Husband had grown up in Oxford and knew all the stories connected with Minster Lovell Hall. It was a place you didn’t visit and you crossed yourself if you went past on the road… He wasn’t too keen on visiting.
The first time I visited was several years ago on a glorious sunny day. We were the only visitors and I wandered round the ruins. In places I could feel a sense of deep melancholy descend on me. Move a few steps and this lifted. It was most peculiar. It wasn’t just me, daughter also felt the same. Husband’s only comment was “Now you know why I didn’t want to come…”
This time, it was a misty rather murky morning, definitely atmospheric. However there were no ghosts. Perhaps the two girls having a picnic by the river, the young man taking photographs and the dog walker had scared them away.
The ruins of Minster Lovell Hall are in a lovely setting on the slowly flowing River Windrush. The remains of the great hall and solar still stand to nearly their full height and still have traces of wall plaster. They are reached through a vaulted archway with carved bosses. There are traces of the NW and SW towers. The rest are just foundations.
The land was granted to the Lovell family by Henry I. The manor was briefly held by Hugh de Despenser, a favourite of Edward II during the infancy of the third Lord Lovell. The seventh Baron, William Lovell, demolished the 12thC house and rebuilt it between 1431-40, with a splendid manor house set round a courtyard. After Francis Lovell fought on behalf of Richard III at the Battle of Bosworth, the estates were seized by the crown. In 1602 it passed to Thomas Coke but the family abandoned it in the mid 18thC in favour of Holkham Hall. Most of the buildings were dismantled and used for building stone.
In the farmyard next to the Hall is a dovecot.
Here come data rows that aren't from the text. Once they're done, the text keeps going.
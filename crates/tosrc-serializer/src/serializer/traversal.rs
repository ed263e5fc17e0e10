//! Per-call traversal state.

use super::{CircularReference, Rendered};
use crate::config::{CycleDetection, ExhaustedContainer, SerializerConfig};
use crate::literal;
use crate::sink::DiagnosticSink;
use crate::writer::SourceWriter;
use std::collections::HashSet;
use std::fmt::Write as _;
use tosrc_value::{ArrayRef, ContainerId, Kind, ObjectRef, Value};

/// One step from a container to a member
enum PathSegment {
	Index(usize),
	Key(String),
}

/// A container whose members are being written
enum Frame {
	Array {
		array: ArrayRef,
		next: usize,
		depth: u32,
	},
	Object {
		object: ObjectRef,
		next: usize,
		depth: u32,
	},
}

impl Frame {
	fn id(&self) -> ContainerId {
		match self {
			Self::Array { array, .. } => array.id(),
			Self::Object { object, .. } => object.id(),
		}
	}

	/// Take the next member, with its key for objects
	fn advance(&mut self) -> (usize, u32, Option<(Option<String>, Value)>) {
		match self {
			Self::Array { array, next, depth } => {
				let index = *next;
				*next += 1;
				(index, *depth, array.get(index).map(|v| (None, v)))
			}
			Self::Object {
				object,
				next,
				depth,
			} => {
				let index = *next;
				*next += 1;
				(index, *depth, object.own_entry_at(index).map(|(k, v)| (Some(k), v)))
			}
		}
	}
}

/// State of a single top-level call: the output, the containers already
/// entered, the containers still open and the path to the value being
/// written.
///
/// Containers are walked with an explicit stack, so nesting depth is bounded
/// by memory rather than by the thread's stack.
pub(super) struct Traversal<'a> {
	config: &'a SerializerConfig,
	sink: &'a dyn DiagnosticSink,
	writer: SourceWriter,
	visited: HashSet<ContainerId>,
	stack: Vec<Frame>,
	path: Vec<PathSegment>,
	circular: Vec<CircularReference>,
}

impl<'a> Traversal<'a> {
	pub(super) fn new(config: &'a SerializerConfig, sink: &'a dyn DiagnosticSink) -> Self {
		Self {
			config,
			sink,
			writer: SourceWriter::new(),
			visited: HashSet::new(),
			stack: Vec::new(),
			path: Vec::new(),
			circular: Vec::new(),
		}
	}

	pub(super) fn run(mut self, value: &Value, depth: u32) -> Rendered {
		self.write_value(value, depth);

		while let Some(frame) = self.stack.last_mut() {
			let (index, depth, member) = frame.advance();
			match member {
				Some((key, member)) => {
					if index > 0 {
						self.writer.push_comma();
						self.path.pop();
					}
					match key {
						Some(key) => {
							self.writer.push_key(&key);
							self.path.push(PathSegment::Key(key));
						}
						None => self.path.push(PathSegment::Index(index)),
					}
					self.write_value(&member, depth);
				}
				None => {
					if index > 0 {
						self.path.pop();
					}
					if let Some(frame) = self.stack.pop() {
						match frame {
							Frame::Array { .. } => self.writer.close_array(),
							Frame::Object { .. } => self.writer.close_object(),
						}
						self.leave(frame.id());
					}
				}
			}
		}

		Rendered {
			source: self.writer.into_string(),
			circular_references: self.circular,
		}
	}

	/// Write a scalar in full, or open a container and push its frame
	fn write_value(&mut self, value: &Value, depth: u32) {
		match value {
			Value::Array(array) => self.open_array(array, depth),
			Value::RegExp(pattern) => self.writer.push(&pattern.to_string()),
			Value::Date(instant) => self.writer.push(&literal::instant(*instant)),
			Value::Object(object) => self.open_object(object, depth),
			Value::String(s) => self.writer.push_string_literal(s),
			Value::Function(callable) => self.writer.push(literal::callable(callable)),
			Value::Bool(b) => self.writer.push(if *b { "true" } else { "false" }),
			Value::Number(n) => self.writer.push(&literal::number(*n)),
			Value::Null => self.writer.push("null"),
			Value::Undefined | Value::Unsupported(_) => self.writer.push_undefined(),
		}
	}

	fn open_array(&mut self, array: &ArrayRef, depth: u32) {
		if depth == 0 {
			self.write_exhausted(Kind::Sequence);
			return;
		}
		if !self.enter(array.id(), || Value::Array(array.clone())) {
			return;
		}
		self.writer.open_array();
		self.stack.push(Frame::Array {
			array: array.clone(),
			next: 0,
			depth: depth - 1,
		});
	}

	fn open_object(&mut self, object: &ObjectRef, depth: u32) {
		if depth == 0 {
			self.write_exhausted(Kind::Mapping);
			return;
		}
		if !self.enter(object.id(), || Value::Object(object.clone())) {
			return;
		}
		self.writer.open_object();
		self.stack.push(Frame::Object {
			object: object.clone(),
			next: 0,
			depth: depth - 1,
		});
	}

	fn write_exhausted(&mut self, kind: Kind) {
		match (self.config.exhausted_container, kind) {
			(ExhaustedContainer::Empty, Kind::Sequence) => self.writer.push("[]"),
			(ExhaustedContainer::Empty, _) => self.writer.push("{}"),
			(ExhaustedContainer::Undefined, _) => self.writer.push_undefined(),
		}
	}

	/// Mark a container as entered. If it already was, write `undefined`,
	/// report the cycle and return `false`.
	fn enter(&mut self, id: ContainerId, value: impl FnOnce() -> Value) -> bool {
		if self.visited.insert(id) {
			return true;
		}

		let value = value();
		let kind = value.kind();
		let path = self.render_path();
		tracing::debug!(%kind, %path, container = %id, "circular reference collapsed");
		if self.config.warn_on_cycle {
			let message = format!(
				"Circular reference detected within {} at {}",
				kind.as_str(),
				path
			);
			self.sink.warn(&message, &value);
		}
		self.circular.push(CircularReference { path, kind });
		self.writer.push_undefined();
		false
	}

	fn leave(&mut self, id: ContainerId) {
		if self.config.cycle_detection == CycleDetection::Ancestors {
			self.visited.remove(&id);
		}
	}

	fn render_path(&self) -> String {
		let mut out = String::from("$");
		for segment in &self.path {
			match segment {
				PathSegment::Index(i) => {
					let _ = write!(out, "[{}]", i);
				}
				PathSegment::Key(key) if is_identifier(key) => {
					out.push('.');
					out.push_str(key);
				}
				PathSegment::Key(key) => {
					out.push('[');
					literal::push_string(&mut out, key);
					out.push(']');
				}
			}
		}
		out
	}
}

fn is_identifier(key: &str) -> bool {
	let mut chars = key.chars();
	match chars.next() {
		Some(c) if c.is_alphabetic() || c == '_' || c == '$' => {
			chars.all(|c| c.is_alphanumeric() || c == '_' || c == '$')
		}
		_ => false,
	}
}
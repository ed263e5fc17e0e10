//! Serialization of values into source text.
//!
//! # Examples
//!
//! ```rust
//! use tosrc::serializer::{Serializer, SerializerConfig};
//! use tosrc::value::Value;
//!
//! let serializer = Serializer::with_config(SerializerConfig::default().with_default_depth(2));
//! let value = Value::from(vec![Value::from(vec![1, 2])]);
//! assert_eq!(serializer.render(&value), "[[1, 2]]");
//! ```

pub use tosrc_serializer::*;
//! Source writer helper for constructing literal text.
//!
//! This module provides the [`SourceWriter`] type, the output buffer the
//! serializer appends literals, brackets and separators to.

use crate::literal;

/// Output buffer for source text
///
/// # Examples
///
/// ```rust
/// use tosrc_serializer::SourceWriter;
///
/// let mut writer = SourceWriter::new();
/// writer.open_array();
/// writer.push("1");
/// writer.push_comma();
/// writer.push_string_literal("two");
/// writer.close_array();
///
/// assert_eq!(writer.into_string(), r#"[1, "two"]"#);
/// ```
#[derive(Debug, Clone, Default)]
pub struct SourceWriter {
	/// The source text being constructed
	source: String,
}

impl SourceWriter {
	/// Create a new, empty writer
	pub fn new() -> Self {
		Self::default()
	}

	/// Push raw text
	pub fn push(&mut self, s: &str) {
		self.source.push_str(s);
	}

	/// Push the separator between elements or members
	pub fn push_comma(&mut self) {
		self.source.push_str(", ");
	}

	/// Push a quoted, escaped string literal
	pub fn push_string_literal(&mut self, s: &str) {
		literal::push_string(&mut self.source, s);
	}

	/// Push an object member key followed by the key separator
	pub fn push_key(&mut self, key: &str) {
		literal::push_string(&mut self.source, key);
		self.source.push_str(": ");
	}

	/// Push `undefined`
	pub fn push_undefined(&mut self) {
		self.source.push_str("undefined");
	}

	/// Open an array literal
	pub fn open_array(&mut self) {
		self.source.push('[');
	}

	/// Close an array literal
	pub fn close_array(&mut self) {
		self.source.push(']');
	}

	/// Open an object literal
	pub fn open_object(&mut self) {
		self.source.push('{');
	}

	/// Close an object literal
	pub fn close_object(&mut self) {
		self.source.push('}');
	}

	/// Get the text written so far
	pub fn as_str(&self) -> &str {
		&self.source
	}

	/// Length of the text written so far, in bytes
	pub fn len(&self) -> usize {
		self.source.len()
	}

	/// Returns `true` if nothing has been written
	pub fn is_empty(&self) -> bool {
		self.source.is_empty()
	}

	/// Consume the writer and return the text
	pub fn into_string(self) -> String {
		self.source
	}
}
This isn't open and you have to peer over the wall at it.
And now for the stories connected to the ruins….
In the 18thC, workmen found a skeleton in the basement, seated at a table with a book, pen and paper with his dog at his feet and a cap laying on the floor. The bones crumbled to dust before their eyes. This prompted the story that Francis fled to Minster Lovell after Bosworth and hid in secret chamber known only to an old and trusted servant who brought him food and drink. When the servant died suddenly, Francis starved to death.
Minster Lovell Hall is also one of the places associated with the story of the Mistletoe bough.
The ruins are also said to be haunted by a night in shining armour on a white charger.
Another story relates that one of the Lovells came to Minster Lovell where he fell for his brother's wife and, in his jealousy, shot him. The widow refused to have anything to do with her brother-in-law, and drowned herself in what is now known as the Lady's Pool. The enraged brother burnt down the house. When workmen tried to demolish the ruins it is said that their axes broke.
Are they true, who knows. Visit and see if the ghosts appear for you….
The Hall is open daylight hours and entry is free. It is unsigned, but is next to the church which is signed at the eastern edge of the village. There is a small wooden sign ‘to the church’ at the road junction where there is some parking. The road is signed as unsuitable for motors. It isn’t. What they really mean is there is little parking at the end by the church and turning may be a problem. The Hall is reached along a well made path through the church yard and down three steps. This means access for anyone with a wheelchair is difficult.